É em todos estes casos, na sua imensa variabilidade individual, que a solidariedade social deve funcionar, hoje de forma orgânica e plenamente assumida. Nada reparará a amargura das pessoas e das famílias nestas condições. Mas, a começar pela redistribuição dos fundos económicos para ajudar gente assim, necessitada, a fazer face às suas despesas especiais; passando pelos cuidados médicos para que possam viver melhor; e incluindo a assunção plena dos encargos quando os progenitores já não o podem fazer – aí está uma das áreas em que o chamado “Estado social” não deve desertar das suas funções.    
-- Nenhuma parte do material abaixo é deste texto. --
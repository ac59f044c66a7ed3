//! # crew_core
//!
//! Sequential pipeline engine for storycrew.
//!
//! # Architecture
//!
//! - **Stages**: Individual units of work (one agent executing one task)
//! - **Pipelines**: Ordered sequences of stage names
//! - **Registry**: Maps stage names to implementations
//! - **Executor**: Runs a pipeline stage by stage, threading a shared
//!   [`PipelineContext`] through and stopping at the first failure
//!
//! # Example
//!
//! ```rust,ignore
//! use std::sync::Arc;
//! use crew_core::{Pipeline, PipelineContext, PipelineExecutor, StageRegistry};
//!
//! let mut registry = StageRegistry::new();
//! registry.register(Arc::new(MyStage));
//!
//! let executor = PipelineExecutor::new(Arc::new(registry));
//! let pipeline = Pipeline::new("content", "Content").stage("my-stage");
//!
//! let context = PipelineContext::new("output").with_input("topic", "Rural healthcare");
//! let log = executor.execute(&pipeline, context).await?;
//! println!("{}", log.final_output().map(|o| o.raw.as_str()).unwrap_or_default());
//! ```

pub mod context;
pub mod error;
pub mod executor;
pub mod registry;
pub mod stage;

pub use context::{PipelineContext, TaskOutput};
pub use error::{CoreError, CoreResult};
pub use executor::{Pipeline, PipelineExecutor, PipelineStage, RunLog, RunState};
pub use registry::StageRegistry;
pub use stage::{Artifact, ArtifactType, Stage, StageInput, StageOutput, StageResult};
Mas não são só as pessoas com deficiência física ou mental os que sofrem da “agressividade” do meio social envolvente, dito normal (também decerto porque, estatística e sociologicamente, assim é, impondo-se aqui a lei do número). Por muito que os padrões de beleza e fealdade sejam modistas e conjunturais, há sempre pessoas cujo aspecto físico desagrada ou mesmo provoca repulsa na maioria dos circunstantes. É outra injustiça da natureza de que os humanos não conseguem livrar-se.
Todos passamos pela idade adolescente quando nos assaltam todas as dúvidas acerca das nossas capacidades, e talvez sobretudo a de interessar, afectiva e sexualmente, um outro ser da nossa coorte. As borbulhas na face, a forma do nariz, os pelos acolá, a gordura ou a magreza, etc., são capazes de mobilizar a atenção de rapazes e raparigas quase em modo de obsessão, até ao momento em que, após as necessárias experiências, as angústias se desvanecem e o amadurecimento nos ajuda a aceitar o corpo que nos calhou. Não impede que, para alguns menos bafejados pela sorte (não tão poucos como isso), esse seja um trauma que por vezes arrastam ao longo da vida, apenas (no melhor dos casos) minorado por outras compensações mais prosaicas ou por afectividades mais da ordem da amizade ou do respeito.
Neste domínio não entra a sociedade: somos todos e cada um de nós que devemos ser capazes de, ao menos episodicamente, estarmos disponíveis para pensar na felicidade da “normalidade”, do “equilíbrio estável” e da “saúde”, e para dar “uma mãozinha” de compaixão ou encorajamento aos que dela possam carecer.